Lottery Lures NYers to Conn.

Powerball isn't played in New York. So lottery fever is luring New Yorkers to Connecticut suburbs to buy tickets, for an estimated $300 million purse. Connecticut suburbanites are none to happy about the influx of the lotto feverish.

GREENWICH, Connecticut -- In the latest example of the Powerball craze, Greenwich officials got permission to suspend ticket sales Friday because they were overwhelmed by would-be millionaires from out of state.

Players continued to inundate this wealthy city in anticipation of a Saturday drawing that is expected to have a jackpot worth nearly $300 million.

The game is offered in 21 states and the District of Columbia, but not in New York. Greenwich is the first Connecticut town on a major commuter rail line out of New York City.

"You also have to understand, it's such a large jackpot," said Dominic Pizzimenti of Astoria, New York, who took a train to Greenwich. "Maybe if we hit the jackpot we can afford to live in Greenwich and complain like everybody else."

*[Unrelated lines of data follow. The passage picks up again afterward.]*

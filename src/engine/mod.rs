//! Application core: merge, publication and presentation.

pub mod merge;
pub mod publish;
pub mod records;
pub mod render;

pub use merge::{merge_day, MergeInputs, MergeOutcome, MergedPick};
pub use publish::{PublishReport, Publisher};
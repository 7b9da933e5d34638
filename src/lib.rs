//! Picklock - pick-locking and publication engine for sports player-prop
//! betting picks.
//!
//! This crate merges three independently-updated pick sources (a volatile
//! algorithmic signal feed, a previously-published "locked" snapshot and
//! manually-curated overrides) into one stable ranked list, persists it as
//! the new locked snapshot and renders the public JSON artifact the web
//! frontend consumes.
//!
//! # Architecture
//!
//! Hexagonal, with the merge engine at the center:
//!
//! - **[`domain`]** - Warehouse-agnostic types: picks, locked records,
//!   manual overrides, audit records, circuit state
//! - **[`engine`]** - The merge algorithm, publish pipeline, aggregation
//!   and artifact rendering
//! - **[`breaker`]** - Per-key circuit breakers: a pipeline variant with
//!   upstream-availability auto-reset, and a call-wrapping service variant
//! - **[`port`]** - Trait contracts for sources, stores, artifacts and
//!   notifications
//! - **[`adapter`]** - SQLite (Diesel) and filesystem implementations
//! - **[`app`]** - Composition root used by the CLI
//!
//! # Guarantees
//!
//! - A pick that has been published never silently disappears from the
//!   public list; picks the algorithm drops are retained and marked.
//! - Premium ("ultra") status is frozen once a pick's game has started.
//! - Ranks in the published list are always a contiguous 1..N sequence.
//!
//! # Example
//!
//! ```no_run
//! use picklock::app::App;
//! use picklock::config::Config;
//! use picklock::domain::TriggerSource;
//!
//! # async fn run() -> picklock::error::Result<()> {
//! let app = App::new(Config::default())?;
//! let report = app
//!     .publish("2026-08-05".parse().unwrap(), TriggerSource::Scheduled)
//!     .await?;
//! println!("published {} picks", report.summary.total);
//! # Ok(())
//! # }
//! ```

pub mod adapter;
pub mod app;
pub mod breaker;
pub mod cli;
pub mod config;
pub mod db;
pub mod domain;
pub mod engine;
pub mod error;
pub mod port;

#[cfg(any(test, feature = "testkit"))]
pub mod testkit;
//! Read contracts against the warehouse.
//!
//! These are query contracts, not schemas: the engine only consumes rows.
//! Every reader is independent so a failed source can degrade to empty
//! without touching the others.

use std::collections::HashSet;

use async_trait::async_trait;
use chrono::NaiveDate;

use crate::domain::{GameId, ManualPick, Pick, PublishedPick};
use crate::error::Result;

/// The four independent reads feeding one merge pass.
#[async_trait]
pub trait PickSources: Send + Sync {
    /// Fresh algorithmic output for the date, keyed by `player_lookup`.
    async fn signal_picks(&self, date: NaiveDate) -> Result<Vec<Pick>>;

    /// The locked snapshot previously published for the date.
    async fn published_picks(&self, date: NaiveDate) -> Result<Vec<PublishedPick>>;

    /// Active manual overrides for the date.
    async fn manual_picks(&self, date: NaiveDate) -> Result<Vec<ManualPick>>;

    /// Game ids for the date whose status is in-progress or later.
    async fn started_game_ids(&self, date: NaiveDate) -> Result<HashSet<GameId>>;
}

/// Answer from an upstream-availability probe.
///
/// Only an explicit `Available` may auto-reset an open circuit; anything
/// else means "cannot determine, do not reset".
#[derive(Debug, Clone, Copy, PartialEq, Eq)]
pub enum ProbeOutcome {
    Available,
    Unavailable,
    Unknown,
}

/// Caller-supplied, inexpensive existence check for an upstream dependency.
#[async_trait]
pub trait AvailabilityProbe: Send + Sync {
    async fn check(&self, key: &str) -> Result<ProbeOutcome>;
}
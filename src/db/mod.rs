//! Database layer for persistence using Diesel ORM.

pub mod model;
pub mod schema;

use diesel::r2d2::{ConnectionManager, Pool};
use diesel::SqliteConnection;
use diesel_migrations::{embed_migrations, EmbeddedMigrations, MigrationHarness};

use crate::error::{Error, Result};

/// Embedded schema migrations, applied at startup and in tests.
pub const MIGRATIONS: EmbeddedMigrations = embed_migrations!("migrations");

/// Database connection pool type alias.
pub type DbPool = Pool<ConnectionManager<SqliteConnection>>;

/// Create a connection pool for the given database URL.
///
/// # Errors
/// Returns an error if the pool cannot be created.
pub fn create_pool(database_url: &str) -> Result<DbPool> {
    let manager = ConnectionManager::<SqliteConnection>::new(database_url);
    Pool::builder()
        .max_size(5)
        .build(manager)
        .map_err(|e| Error::Connection(e.to_string()))
}

/// Apply any pending migrations.
pub fn run_migrations(pool: &DbPool) -> Result<()> {
    let mut conn = pool.get().map_err(|e| Error::Connection(e.to_string()))?;
    conn.run_pending_migrations(MIGRATIONS)
        .map_err(|e| Error::Database(e.to_string()))?;
    Ok(())
}
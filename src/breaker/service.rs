//! Service breaker: wraps calls to external dependencies.

use std::future::Future;
use std::sync::Arc;

use super::{BreakerConfig, CircuitRegistry, Gate, Monitor};
use crate::domain::CircuitStatus;
use crate::error::{CircuitError, Error, Result};
use crate::port::notifier::NotifierRegistry;
use crate::port::store::CircuitStateStore;

/// Circuit breaker for external-service calls.
///
/// `call` executes an operation only when the circuit admits it, records
/// the outcome, and re-raises the operation's own error unchanged. The
/// scoped [`guard`](Self::guard) form covers call sites that cannot be
/// expressed as a single closure.
pub struct ServiceBreaker {
    registry: CircuitRegistry,
    monitor: Monitor,
}

impl ServiceBreaker {
    #[must_use]
    pub fn new(config: BreakerConfig) -> Self {
        Self {
            registry: CircuitRegistry::new(config),
            monitor: Monitor::disabled(),
        }
    }

    #[must_use]
    pub fn with_monitoring(
        mut self,
        notifiers: Arc<NotifierRegistry>,
        store: Option<Arc<dyn CircuitStateStore>>,
    ) -> Self {
        self.monitor = Monitor::new(notifiers, store);
        self
    }

    /// Whether a call on `key` would currently be admitted.
    #[must_use]
    pub fn is_available(&self, key: &str) -> bool {
        let (gate, transition) = self.registry.gate(key);
        self.monitor.apply(&self.registry, key, transition);
        matches!(gate, Gate::Allowed)
    }

    /// Run `op` through the circuit, counting every error as a failure.
    pub async fn call<T, F, Fut>(&self, key: &str, op: F) -> Result<T>
    where
        F: FnOnce() -> Fut,
        Fut: Future<Output = Result<T>>,
    {
        self.call_filtered(key, |_| true, op).await
    }

    /// Run `op` through the circuit; only errors accepted by
    /// `counts_as_failure` are recorded against it. The operation's error
    /// is returned unchanged either way.
    pub async fn call_filtered<T, F, Fut, C>(
        &self,
        key: &str,
        counts_as_failure: C,
        op: F,
    ) -> Result<T>
    where
        F: FnOnce() -> Fut,
        Fut: Future<Output = Result<T>>,
        C: Fn(&Error) -> bool,
    {
        self.check_gate(key)?;

        match op().await {
            Ok(value) => {
                let transition = self.registry.record_success(key);
                self.monitor.apply(&self.registry, key, transition);
                Ok(value)
            }
            Err(error) => {
                if counts_as_failure(&error) {
                    let transition = self.registry.record_failure(key, &error.to_string());
                    self.monitor.apply(&self.registry, key, transition);
                }
                Err(error)
            }
        }
    }

    /// Scoped execution form: returns a guard once the circuit admits the
    /// block. Call [`CircuitGuard::complete`] on clean exit; dropping the
    /// guard without completing records a failure.
    pub fn guard(&self, key: &str) -> Result<CircuitGuard<'_>> {
        self.check_gate(key)?;
        Ok(CircuitGuard {
            breaker: self,
            key: key.to_string(),
            settled: false,
        })
    }

    #[must_use]
    pub fn status(&self, key: &str) -> CircuitStatus {
        self.registry.status(key)
    }

    #[must_use]
    pub fn statuses(&self) -> Vec<CircuitStatus> {
        self.registry.statuses()
    }

    fn check_gate(&self, key: &str) -> Result<()> {
        let (gate, transition) = self.registry.gate(key);
        self.monitor.apply(&self.registry, key, transition);
        match gate {
            Gate::Allowed => Ok(()),
            Gate::Blocked {
                opened_at,
                retry_in,
            } => Err(CircuitError::Open {
                key: key.to_string(),
                opened_at,
                retry_in,
            }
            .into()),
        }
    }

    fn record_success(&self, key: &str) {
        let transition = self.registry.record_success(key);
        self.monitor.apply(&self.registry, key, transition);
    }

    fn record_failure(&self, key: &str, error: &str) {
        let transition = self.registry.record_failure(key, error);
        self.monitor.apply(&self.registry, key, transition);
    }
}

/// Scoped-execution handle from [`ServiceBreaker::guard`].
pub struct CircuitGuard<'a> {
    breaker: &'a ServiceBreaker,
    key: String,
    settled: bool,
}

impl CircuitGuard<'_> {
    /// Record success for the guarded block.
    pub fn complete(mut self) {
        self.breaker.record_success(&self.key);
        self.settled = true;
    }

    /// Record an explicit failure for the guarded block.
    pub fn fail(mut self, error: &str) {
        self.breaker.record_failure(&self.key, error);
        self.settled = true;
    }
}

impl Drop for CircuitGuard<'_> {
    fn drop(&mut self) {
        if !self.settled {
            self.breaker
                .record_failure(&self.key, "guarded block exited without completing");
        }
    }
}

The jackpot is expected to be the second highest in Powerball history and the third largest U.S. lottery jackpot ever. It rolled over Wednesday night after none of the tickets sold for that drawing matched.

"Statistically, because of the way the game is designed, the likelihood of hitting jackpots this high is in the range of about once every four years," said Powerball creator Ed Stanek, commissioner of the Iowa Lottery, where the game originates.

Customers standing outside a Greenwich gas station in a downpour Thursday night were sympathetic to the town's suspension of ticket sales to an extent.

Inside the gas station, store manager Varinder Kumer said he won't miss the long lines once someone finally hits the jackpot.

"It's too many problems. People get angry," he said. Tickets were to be available elsewhere in Connecticut on Friday, including towns further north on the railroad line such as Stamford, Darien and Norwalk, the state lottery said.

Iowa's 1,600 lottery machines were selling an average of a ticket a minute prior to Wednesday night's drawing. Saturday's crunch will be worse, Stanek said. "Saturday drawings are always richer than Wednesday drawings," he said. "Our advice is certainly to buy the tickets as early as possible and not wait until Saturday."

The biggest Powerball jackpot ever is the $295.7 million won in 1998 by a group of factory workers in Ohio.